→ **Material for this task**:
++++

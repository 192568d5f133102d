// Copyright 2019-2021 Parity Technologies (UK) Ltd.
// This file is part of metareg.
//
// metareg is free software: you can redistribute it and/or modify
// it under the terms of the GNU General Public License as published by
// the Free Software Foundation, either version 3 of the License, or
// (at your option) any later version.
//
// metareg is distributed in the hope that it will be useful,
// but WITHOUT ANY WARRANTY; without even the implied warranty of
// MERCHANTABILITY or FITNESS FOR A PARTICULAR PURPOSE.  See the
// GNU General Public License for more details.
//
// You should have received a copy of the GNU General Public License
// along with metareg.  If not, see <http://www.gnu.org/licenses/>.

/*!
Type definitions in the JSON format popularized by polkadot-js. A definition file is a
map from type name to one of:

- a string, aliasing another type name: `"Balance": "u128"`;
- an object of fields, a struct: `"AccountData": { "free": "Balance", "reserved": "Balance" }`;
- `{ "_enum": [..] }` or `{ "_enum": { .. } }`, an enum whose variants are either
  unit variants, variants holding one type, variants holding a struct, or (when every value
  is a number) unit variants with explicit indexes;
- `{ "_set": { .. } }`, a bit flag set encoded as an unsigned integer of `_bitLength` bits.

Definitions for a range of runtime spec versions can be bundled together, see
[`VersionedDefinitions`].
*/

use crate::{sanitize::sanitize, type_expr::{TypeExpr, TypeExprError}};
use metareg_common::SpecVersion;
use serde::{
	de::{self, Deserializer, MapAccess, Visitor},
	Deserialize,
};
use serde_json::{map::Map, Value};
use std::{collections::HashMap, fmt};

const BASE_DEFINITIONS: &str = include_str!("./definitions/base.json");

#[derive(Debug, thiserror::Error)]
pub enum DefinitionsError {
	#[error(transparent)]
	Json(#[from] serde_json::Error),
	#[error("could not parse the type name of `{name}`: {source}")]
	TypeName { name: String, source: TypeExprError },
	#[error("unexpected JSON for type `{0}`")]
	UnexpectedType(String),
	#[error("variant index {index} of enum `{name}` does not fit in a u8")]
	InvalidVariantIndex { name: String, index: u64 },
	#[error("set `{name}` has an unsupported bit length of {bits}")]
	InvalidBitLength { name: String, bits: u64 },
}

/// How a single type is defined.
#[derive(Debug, Clone, PartialEq)]
pub enum TypeDefinition {
	/// Another type name.
	Alias(TypeExpr),
	Struct(Vec<(String, TypeDefinition)>),
	Tuple(Vec<TypeDefinition>),
	Enum(Vec<EnumVariant>),
	/// Named bit flags, encoded as an unsigned integer.
	Set { bit_length: u32, flags: Vec<(String, u64)> },
	/// Nothing at all; the unit type.
	Null,
}

#[derive(Debug, Clone, PartialEq)]
pub struct EnumVariant {
	pub name: String,
	pub index: u8,
	/// [`TypeDefinition::Null`] for variants without data.
	pub fields: TypeDefinition,
}

impl EnumVariant {
	pub fn new(name: impl Into<String>, index: u8, fields: TypeDefinition) -> Self {
		EnumVariant { name: name.into(), index, fields }
	}
}

/// A set of named type definitions.
#[derive(Debug, Clone, Default, PartialEq)]
pub struct Definitions {
	types: HashMap<String, TypeDefinition>,
}

impl Definitions {
	pub fn new() -> Self {
		Self::default()
	}

	/// Construct definitions from JSON.
	pub fn from_json(json: &str) -> Result<Self, DefinitionsError> {
		let value: Value = serde_json::from_str(json)?;
		Self::from_value(&value)
	}

	/// Construct definitions from an already parsed JSON object.
	pub fn from_value(value: &Value) -> Result<Self, DefinitionsError> {
		let obj = value.as_object().ok_or_else(|| DefinitionsError::UnexpectedType("<root>".into()))?;
		let mut types = HashMap::new();
		for (name, val) in obj.iter() {
			match (name.as_str(), val) {
				("types", Value::Object(inner)) => parse_types(&mut types, inner)?,
				(name, val) => {
					types.insert(name.to_string(), parse_type(name, val)?);
				}
			}
		}
		Ok(Definitions { types })
	}

	/// The definitions of common substrate types that ship with this crate.
	pub fn base() -> Result<Self, DefinitionsError> {
		Self::from_json(BASE_DEFINITIONS)
	}

	pub fn get(&self, name: &str) -> Option<&TypeDefinition> {
		self.types.get(name)
	}

	pub fn contains(&self, name: &str) -> bool {
		self.types.contains_key(name)
	}

	pub fn insert(&mut self, name: impl Into<String>, definition: TypeDefinition) {
		self.types.insert(name.into(), definition);
	}

	/// Parse and add a single definition, replacing any existing one of the same name.
	pub fn register(&mut self, name: &str, definition: &Value) -> Result<(), DefinitionsError> {
		let definition = parse_type(name, definition)?;
		self.types.insert(name.to_string(), definition);
		Ok(())
	}

	/// Add every definition in `other`. `other` takes priority if there are conflicts.
	pub fn extend(&mut self, other: Definitions) {
		self.types.extend(other.types);
	}

	/// Merge with another set of definitions to create a new one.
	/// The `other` definitions take priority if there are conflicts.
	pub fn merge(&self, other: &Definitions) -> Definitions {
		let mut types = self.types.clone();
		types.extend(other.types.iter().map(|(k, v)| (k.clone(), v.clone())));
		Definitions { types }
	}

	pub fn names(&self) -> impl Iterator<Item = &str> {
		self.types.keys().map(|s| s.as_str())
	}

	pub fn len(&self) -> usize {
		self.types.len()
	}

	pub fn is_empty(&self) -> bool {
		self.types.is_empty()
	}
}

impl<'de> Deserialize<'de> for Definitions {
	fn deserialize<D>(deserializer: D) -> Result<Self, D::Error>
	where
		D: Deserializer<'de>,
	{
		deserializer.deserialize_map(DefinitionsVisitor)
	}
}

struct DefinitionsVisitor;

impl<'de> Visitor<'de> for DefinitionsVisitor {
	type Value = Definitions;

	fn expecting(&self, formatter: &mut fmt::Formatter) -> fmt::Result {
		formatter.write_str("a map of type definitions")
	}

	fn visit_map<V>(self, mut map: V) -> Result<Definitions, V::Error>
	where
		V: MapAccess<'de>,
	{
		let mut types = HashMap::new();
		while let Some(key) = map.next_key::<String>()? {
			let val: Value = map.next_value()?;
			match (key.as_str(), &val) {
				// the types we care about may be wrapped in a "types" object
				("types", Value::Object(obj)) => parse_types(&mut types, obj).map_err(de::Error::custom)?,
				(name, val) => {
					types.insert(name.to_string(), parse_type(name, val).map_err(de::Error::custom)?);
				}
			}
		}
		Ok(Definitions { types })
	}
}

/// Definitions that apply to a range of runtime spec versions. Either end may be open.
#[derive(Debug, Clone, PartialEq, Deserialize)]
pub struct TypeRange {
	pub minmax: [Option<SpecVersion>; 2],
	pub types: Definitions,
}

impl TypeRange {
	pub fn contains(&self, spec: SpecVersion) -> bool {
		is_in_range(spec, self)
	}
}

/// A bundle of [`TypeRange`]s, as found in `{ "types": [{ "minmax": [..], "types": {..} }] }`.
#[derive(Debug, Clone, Default, PartialEq, Deserialize)]
pub struct VersionedDefinitions {
	types: Vec<TypeRange>,
}

impl VersionedDefinitions {
	pub fn from_json(json: &str) -> Result<Self, DefinitionsError> {
		serde_json::from_str(json).map_err(Into::into)
	}

	pub fn ranges(&self) -> &[TypeRange] {
		&self.types
	}

	/// All the definitions that apply to `spec`. Later ranges take priority over earlier ones.
	pub fn for_spec(&self, spec: SpecVersion) -> Definitions {
		self.types.iter().filter(|range| range.contains(spec)).fold(Definitions::new(), |acc, range| {
			acc.merge(&range.types)
		})
	}
}

fn is_in_range(spec: SpecVersion, range: &TypeRange) -> bool {
	match range.minmax {
		[Some(min), Some(max)] => spec >= min && spec <= max,
		[Some(min), None] => spec >= min,
		[None, Some(max)] => spec <= max,
		[None, None] => true,
	}
}

fn parse_types(types: &mut HashMap<String, TypeDefinition>, obj: &Map<String, Value>) -> Result<(), DefinitionsError> {
	for (name, val) in obj.iter() {
		types.insert(name.clone(), parse_type(name, val)?);
	}
	Ok(())
}

fn parse_expr(name: &str, ty: &str) -> Result<TypeDefinition, DefinitionsError> {
	if ty == "Null" {
		return Ok(TypeDefinition::Null);
	}
	TypeExpr::parse(&sanitize(ty))
		.map(TypeDefinition::Alias)
		.map_err(|source| DefinitionsError::TypeName { name: name.to_string(), source })
}

/// In Polkadot-JS Definitions, an _object_ can be:
/// - Struct (no identifier),
/// - Enum (`_enum` identifier)
/// - Set (`_set`)
///
/// This function decides which is what and dispatches a call
/// to the appropriate parse fn.
fn parse_type(name: &str, val: &Value) -> Result<TypeDefinition, DefinitionsError> {
	match val {
		Value::String(s) => parse_expr(name, s),
		Value::Null => Ok(TypeDefinition::Null),
		Value::Array(items) => parse_tuple(name, items),
		Value::Object(obj) => {
			// aliases and fallbacks only matter to javascript
			let fields = obj.iter().filter(|(k, _)| *k != "_alias" && *k != "_fallback").collect::<Vec<_>>();
			match fields.as_slice() {
				[(k, v)] if *k == "_enum" => parse_enum(name, v),
				[(k, Value::Object(set))] if *k == "_set" => parse_set(name, set),
				_ => parse_struct(name, &fields),
			}
		}
		_ => Err(DefinitionsError::UnexpectedType(name.to_string())),
	}
}

fn is_unused(variant: &str) -> bool {
	variant.starts_with("__Unused")
}

fn variant_index(name: &str, index: u64) -> Result<u8, DefinitionsError> {
	u8::try_from(index).map_err(|_| DefinitionsError::InvalidVariantIndex { name: name.to_string(), index })
}

fn parse_enum(name: &str, value: &Value) -> Result<TypeDefinition, DefinitionsError> {
	let mut variants = Vec::new();
	match value {
		Value::Array(names) => {
			for (index, variant) in names.iter().enumerate() {
				let variant = variant.as_str().ok_or_else(|| DefinitionsError::UnexpectedType(name.to_string()))?;
				if !is_unused(variant) {
					variants.push(EnumVariant::new(variant, variant_index(name, index as u64)?, TypeDefinition::Null));
				}
			}
		}
		// Some enums (`ProxyType` for instance) differ from chain to chain, so each
		// variant is given its index explicitly.
		Value::Object(obj) if !obj.is_empty() && obj.values().all(Value::is_number) => {
			for (variant, index) in obj.iter() {
				let index = index.as_u64().ok_or_else(|| DefinitionsError::UnexpectedType(name.to_string()))?;
				variants.push(EnumVariant::new(variant.as_str(), variant_index(name, index)?, TypeDefinition::Null));
			}
			variants.sort_by_key(|v| v.index);
		}
		Value::Object(obj) => {
			for (index, (variant, fields)) in obj.iter().enumerate() {
				if is_unused(variant) {
					continue;
				}
				let fields = parse_type(&format!("{}::{}", name, variant), fields)?;
				variants.push(EnumVariant::new(variant.as_str(), variant_index(name, index as u64)?, fields));
			}
		}
		_ => return Err(DefinitionsError::UnexpectedType(name.to_string())),
	}
	Ok(TypeDefinition::Enum(variants))
}

fn parse_set(name: &str, obj: &Map<String, Value>) -> Result<TypeDefinition, DefinitionsError> {
	let mut bit_length = 8;
	let mut flags = Vec::new();
	for (key, value) in obj.iter() {
		let num = value.as_u64().ok_or_else(|| DefinitionsError::UnexpectedType(name.to_string()))?;
		if key == "_bitLength" {
			bit_length = num;
		} else {
			flags.push((key.clone(), num));
		}
	}
	match bit_length {
		8 | 16 | 32 | 64 | 128 => Ok(TypeDefinition::Set { bit_length: bit_length as u32, flags }),
		bits => Err(DefinitionsError::InvalidBitLength { name: name.to_string(), bits }),
	}
}

/// Parses a rust struct representation from a JSON Map.
fn parse_struct(name: &str, fields: &[(&String, &Value)]) -> Result<TypeDefinition, DefinitionsError> {
	let fields = fields
		.iter()
		.map(|(field, ty)| Ok(((*field).clone(), parse_type(&format!("{}.{}", name, field), ty)?)))
		.collect::<Result<Vec<_>, DefinitionsError>>()?;
	Ok(TypeDefinition::Struct(fields))
}

fn parse_tuple(name: &str, items: &[Value]) -> Result<TypeDefinition, DefinitionsError> {
	let items = items.iter().map(|item| parse_type(name, item)).collect::<Result<Vec<_>, _>>()?;
	Ok(TypeDefinition::Tuple(items))
}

++++

→ **Your instructions**: Each line that contains "minmax" is to be copied from the listing above.

→ **Solution to this task**:
	pub minmax: [Option<SpecVersion>; 2],
/// A bundle of [`TypeRange`]s, as found in `{ "types": [{ "minmax": [..], "types": {..} }] }`.
	match range.minmax {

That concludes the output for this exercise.